Senate talks on budget target hit snag

A deal on a so-called budget "deeming resolution," which would set a fiscal 2003 discretionary total of $768 billion and extend budget enforcement mechanisms, hit a snag in the Senate after Minority Leader Trent Lott, R-Miss., objected last week to the spending total, sources said.

And a deal is unlikely to emerge until the end of this month, when the enforcement mechanisms are set to expire and congressional leaders are forced to make up their minds on several budget-related fronts.

"It is only ripe at the last minute," said a Senate Democratic aide. "Nothing focuses the mind of Congress more than a deadline."

Senate Budget Committee Chairman Kent Conrad, D-N.D., said last week he and ranking member Pete Domenici, R-N.M., had presented the outline of a Senate deeming resolution to their respective leaders. While sources said Daschle agreed to it, Lott objected to the overall spending figure, which the White House and many GOP conservatives oppose for being too high.

Lott believed that agreeing to the $768 billion figure could hurt House Republican leaders, who are pushing for a less-expensive $759 billion total. They are having problems moving the 2003 Labor-HHS appropriations bill because Democrats and moderate Republicans say it is short on funds.

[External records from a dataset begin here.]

impl CompositionIssue {
    pub fn code(&self) -> DiagnosticCode {
        match self {
            CompositionIssue::Cycle { .. } => DiagnosticCode::CompositionCycle,
            CompositionIssue::DuplicateField { .. } => DiagnosticCode::DuplicateField,
            CompositionIssue::MissingOverride { .. } => DiagnosticCode::MissingOverride,
            CompositionIssue::OverrideMismatch { .. } => DiagnosticCode::TypeMismatch,
            CompositionIssue::AmbiguousMethod { .. } => DiagnosticCode::AmbiguousMethod,
        }
    }

    fn owner(&self) -> StructId {
        match self {
            CompositionIssue::Cycle { members } => members[0],
            CompositionIssue::DuplicateField { owner, .. }
            | CompositionIssue::MissingOverride { owner, .. }
            | CompositionIssue::OverrideMismatch { owner, .. }
            | CompositionIssue::AmbiguousMethod { owner, .. } => *owner,
        }
    }

    pub fn to_diagnostic(&self, graph: &TypeGraph, table: &DeclarationTable) -> Diagnostic {
        let owner = table.struct_def(self.owner());
        let owner_name = table.struct_name(self.owner());
        let message = match self {
            CompositionIssue::Cycle { members } => {
                let mut names: Vec<String> =
                    members.iter().map(|id| table.struct_name(*id)).collect();
                names.push(names[0].clone());
                format!("composition cycle: {}", names.join(" -> "))
            }
            CompositionIssue::DuplicateField { field, .. } => {
                format!("struct '{owner_name}' has more than one member named '{field}'")
            }
            CompositionIssue::MissingOverride { unmet, .. } => format!(
                "struct '{owner_name}' must override abstract method(s): {}",
                unmet.join(", ")
            ),
            CompositionIssue::OverrideMismatch {
                method,
                expected,
                found,
                ..
            } => format!(
                "method '{method}' of struct '{owner_name}': expected {}, found {}",
                graph.describe(*expected, table),
                graph.describe(*found, table)
            ),
            CompositionIssue::AmbiguousMethod {
                method, origins, ..
            } => {
                let origins: Vec<String> =
                    origins.iter().map(|id| table.struct_name(*id)).collect();
                format!(
                    "struct '{owner_name}' inherits '{method}' from {}; override it to choose",
                    origins.join(" and ")
                )
            }
        };

        let span = match self {
            CompositionIssue::DuplicateField { span, .. }
            | CompositionIssue::OverrideMismatch { span, .. } => Some(*span),
            _ => owner.map(|def| def.decl.span),
        };
        let diagnostic = Diagnostic::new(self.code(), message).with_span(span);
        match owner {
            Some(def) => diagnostic.in_source(def.unit),
            None => diagnostic,
        }
    }
}
use std::fs;
use std::path::Path;

use anyhow::{Context, Result};
use serde::{Deserialize, Serialize};

use crate::types::PrimitiveKind;

#[derive(Debug, Clone, PartialEq, Eq, Serialize, Deserialize)]
#[serde(default, deny_unknown_fields)]
pub struct CheckOptions {
    /// Diagnostics kept before the rest are only counted.
    pub max_diagnostics: usize,
    /// Lower units and resolve composition components on the rayon pool.
    pub parallel: bool,
    /// Treat warnings as blocking when deciding codegen eligibility.
    pub warnings_as_errors: bool,
    pub default_integer: PrimitiveKind,
    pub default_float: PrimitiveKind,
}

impl Default for CheckOptions {
    fn default() -> Self {
        Self {
            max_diagnostics: 256,
            parallel: true,
            warnings_as_errors: false,
            default_integer: PrimitiveKind::Int64,
            default_float: PrimitiveKind::Float64,
        }
    }
}

impl CheckOptions {
    pub fn from_yaml_str(source: &str) -> Result<Self> {
        let options: CheckOptions =
            serde_yaml::from_str(source).context("invalid check options")?;
        options.validate()?;
        Ok(options)
    }

    pub fn load(path: impl AsRef<Path>) -> Result<Self> {
        let path = path.as_ref();
        let contents = fs::read_to_string(path)
            .with_context(|| format!("failed to read options from '{}'", path.display()))?;
        Self::from_yaml_str(&contents)
            .with_context(|| format!("failed to load options from '{}'", path.display()))
    }

    fn validate(&self) -> Result<()> {
        if !self.default_integer.is_integer() {
            anyhow::bail!(
                "default_integer must be an integer kind, found {}",
                self.default_integer
            );
        }
        if !self.default_float.is_float() {
            anyhow::bail!(
                "default_float must be a float kind, found {}",
                self.default_float
            );
        }
        Ok(())
    }
}

#[cfg(test)]
mod tests {
    use super::*;

    #[test]
    fn empty_document_uses_defaults() {
        let options = CheckOptions::from_yaml_str("{}").unwrap();
        assert_eq!(options, CheckOptions::default());
    }

    #[test]
    fn overrides_individual_fields() {
        let options =
            CheckOptions::from_yaml_str("parallel: false\ndefault_integer: int32\n").unwrap();
        assert!(!options.parallel);
        assert_eq!(options.default_integer, PrimitiveKind::Int32);
        assert_eq!(options.max_diagnostics, 256);
    }

    #[test]
    fn rejects_float_as_default_integer() {
        let error = CheckOptions::from_yaml_str("default_integer: float64").unwrap_err();
        assert!(error.to_string().contains("default_integer"));
    }
}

"We didn't want to step in the middle of the food fight," said a high-ranking Senate GOP source. "We want to stick by the president and the House."

In addition, the source said, Senate appropriators have already used the $768 billion figure in writing the 2003 appropriations bills, and so extending budget points of order against that spending total benefits only Democrats, not Republicans.

"[Appropriations Committee Chairman Robert] Byrd [D-M.Va.] needs that to control bills on the floor," said the source. "There's no need on our side to do that."

Conrad scoffed at Lott's objections, pointing out that the House's difficulties over the Labor-HHS spending bill highlight that approving the $768 billion figure is the only way Congress can finish its business in a timely fashion.

"It's a disappointment," said Conrad, who before the August recess said he had cleared the 60-vote threshold needed to pass the deeming resolution.

Despite the hiccup, it is still likely that some type of resolution will emerge before budget enforcement procedures expire at the end of the month. Democratic and GOP sources said both sides are interested in extending PAYGO rules, which force a 60-vote point of order against any new tax cut or mandatory spending proposal that is not revenue-neutral.

Without such rules, it would take only 51 votes to pass new tax cuts or a prescription drug benefit.

Lott, in fact, offered to move such a bill now, but Conrad objected because he wanted the $768 billion figure included. Conrad and Senate GOP sources predicted that the deeming resolution might get tied into negotiations over a continuing resolution at the end of the month.